Артём, глянув на меня, пожал плечами и, устало вздохнув, отправился помогать Марте Лавреновне. А я подошла ближе к Ивану Васильевичу, стоящему возле машины.

— Как дела у тебя? Хорошо? Справляешься?

— Надеюсь, что хорошо. Справляюсь, — вздохнула я. — Вам надо чем-нибудь помочь?

— Да не. Спасибо, но не надо. Всё уже загружено, разве что корзинки эти несчастные остались от моего «горя».

Под «горем» он явно имел в виду свою жену, отчего мы оба усмехнулись. Из двери дома сначала показались «летающие» корзинки, а затем уже вышел и сам Артём, а следом за ним выскочила маленькая пухленькая женщина в платке и длинном сарафане, закрывая дом и тоже таща три корзинки.

— Эки мать! — воскликнул Иван Васильевич, хлопнув себя по лбу. — Да места уже нет! Столько корзинок, горе ты моё луковое!

— Найдётся место!

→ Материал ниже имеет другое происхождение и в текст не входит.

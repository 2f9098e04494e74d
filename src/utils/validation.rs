use crate::utils::error::{ArkError, Result};
use url::Url;

pub trait Validate {
    fn validate(&self) -> Result<()>;
}

pub fn validate_url(field_name: &str, url_str: &str) -> Result<()> {
    if url_str.is_empty() {
        return Err(ArkError::InvalidConfigValueError {
            field: field_name.to_string(),
            value: url_str.to_string(),
            reason: "URL cannot be empty".to_string(),
        });
    }

    match Url::parse(url_str) {
        Ok(url) => match url.scheme() {
            "http" | "https" => Ok(()),
            scheme => Err(ArkError::InvalidConfigValueError {
                field: field_name.to_string(),
                value: url_str.to_string(),
                reason: format!("Unsupported URL scheme: {}", scheme),
            }),
        },
        Err(e) => Err(ArkError::InvalidConfigValueError {
            field: field_name.to_string(),
            value: url_str.to_string(),
            reason: format!("Invalid URL format: {}", e),
        }),
    }
}

pub fn validate_path(field_name: &str, path: &str) -> Result<()> {
    if path.is_empty() {
        return Err(ArkError::InvalidConfigValueError {
            field: field_name.to_string(),
            value: path.to_string(),
            reason: "Path cannot be empty".to_string(),
        });
    }

    if path.contains('\0') {
        return Err(ArkError::InvalidConfigValueError {
            field: field_name.to_string(),
            value: path.to_string(),
            reason: "Path contains null bytes".to_string(),
        });
    }

    Ok(())
}

pub fn validate_positive_number(field_name: &str, value: u64, min_value: u64) -> Result<()> {
    if value < min_value {
        return Err(ArkError::InvalidConfigValueError {
            field: field_name.to_string(),
            value: value.to_string(),
            reason: format!("Value must be at least {}", min_value),
        });
    }
    Ok(())
}

pub fn validate_non_empty_string(field_name: &str, value: &str) -> Result<()> {
    if value.trim().is_empty() {
        return Err(ArkError::InvalidConfigValueError {
            field: field_name.to_string(),
            value: value.to_string(),
            reason: "Value cannot be empty or whitespace-only".to_string(),
        });
    }
    Ok(())
}
use ark_cli::utils::{logger, validation::Validate};
use ark_cli::{app, ArkPaths, Cli};
use clap::Parser;

#[tokio::main]
async fn main() -> Result<(), Box<dyn std::error::Error>> {
    let cli = Cli::parse();

    // 初始化日誌
    logger::init_cli_logger(cli.verbose);

    tracing::info!("Starting ark CLI");
    if cli.verbose {
        tracing::debug!("CLI arguments: {:?}", cli);
    }

    // 驗證參數
    if let Err(e) = cli.validate() {
        tracing::error!("❌ Argument validation failed: {}", e);
        tracing::error!("💡 Suggestion: {}", e.recovery_suggestion());
        eprintln!("❌ {}", e.user_friendly_message());
        std::process::exit(1);
    }

    let paths = ArkPaths::resolve()?;
    paths.ensure_ark_home()?;

    let app_id = ark_cli::config::load_or_create_app_id(&paths)?;
    tracing::debug!("App id: {}", app_id);

    match app::commands::dispatch(&paths, cli.command).await {
        Ok(()) => {
            tracing::info!("✅ Command completed successfully");
        }
        Err(e) => {
            tracing::error!("❌ Command failed: {} (Severity: {:?})", e, e.severity());
            tracing::error!("💡 Recovery suggestion: {}", e.recovery_suggestion());

            eprintln!("❌ {}", e.user_friendly_message());
            eprintln!("💡 {}", e.recovery_suggestion());

            // 根據錯誤嚴重程度決定退出碼
            let exit_code = match e.severity() {
                ark_cli::utils::error::ErrorSeverity::Low => 0,
                ark_cli::utils::error::ErrorSeverity::Medium => 2,
                ark_cli::utils::error::ErrorSeverity::High => 1,
                ark_cli::utils::error::ErrorSeverity::Critical => 3,
            };

            if exit_code > 0 {
                std::process::exit(exit_code);
            }
        }
    }

    Ok(())
}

Положим на заднее сидение — и никаких проблем! Ты же знаешь, что мы с мамой очень любим плетёные корзинки.

— Поэтому я их вожу туда-сюда по двести раз?!

— Это новые!.. О, Кэтти! — заметила меня женщина и, подойдя, обняла, перед этим я успела поздороваться. — Здравствуй, здравствуй, дитятка. Как у тебя дела? Ой, твоя мама мне рассказывала о том, что произошло, но всё, говорит, обошлось. И слава Господу.

— Корзинки давай! — напомнил Иван Васильевич и, взяв у жены две корзинки, отдал их Артёму, который аккуратно складывал их на заднем сидении.

— Ох, дитятка, ты уж извини: не успели приехать, а снова уезжаем. Бабушке нынче очень плохо, приходится помогать.

— Ничего, — тут же ответила я. — Я понимаю.

— Ох, я обещаю, что мы ненадолго и в скором времени привезём тебе Тёму.

Я ощутила жар на щеках и вместе с ней засмеялась, а, поймав взгляд изумрудных глаз Артёма, ещё больше засмущалась.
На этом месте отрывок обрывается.